Dataset entries
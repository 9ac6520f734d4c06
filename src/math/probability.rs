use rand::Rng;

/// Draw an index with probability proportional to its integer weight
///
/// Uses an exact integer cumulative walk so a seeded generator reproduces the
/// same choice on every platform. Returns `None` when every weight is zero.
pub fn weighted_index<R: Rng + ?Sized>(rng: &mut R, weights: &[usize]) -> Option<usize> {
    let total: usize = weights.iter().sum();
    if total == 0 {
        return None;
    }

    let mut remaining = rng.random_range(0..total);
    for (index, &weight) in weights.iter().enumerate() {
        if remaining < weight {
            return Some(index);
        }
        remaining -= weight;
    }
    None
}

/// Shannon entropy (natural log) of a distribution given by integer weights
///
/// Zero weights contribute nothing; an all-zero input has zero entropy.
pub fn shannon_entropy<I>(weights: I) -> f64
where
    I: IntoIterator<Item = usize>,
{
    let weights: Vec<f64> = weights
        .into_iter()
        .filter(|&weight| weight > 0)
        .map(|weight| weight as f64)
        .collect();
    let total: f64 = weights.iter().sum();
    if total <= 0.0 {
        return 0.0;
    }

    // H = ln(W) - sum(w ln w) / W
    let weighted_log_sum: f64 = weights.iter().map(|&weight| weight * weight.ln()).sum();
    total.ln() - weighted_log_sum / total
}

• **ASSIGNMENT**
Your job is to print exactly the lines that run from the top of the entries through the line with "generator reproduces the", and no others.

• **EXERCISE ANSWER**
repository 9ac6520f734d4c06
filename src/math/probability.rs
use rand::Rng;

/// Draw an index with probability proportional to its integer weight
///
/// Uses an exact integer cumulative walk so a seeded generator reproduces the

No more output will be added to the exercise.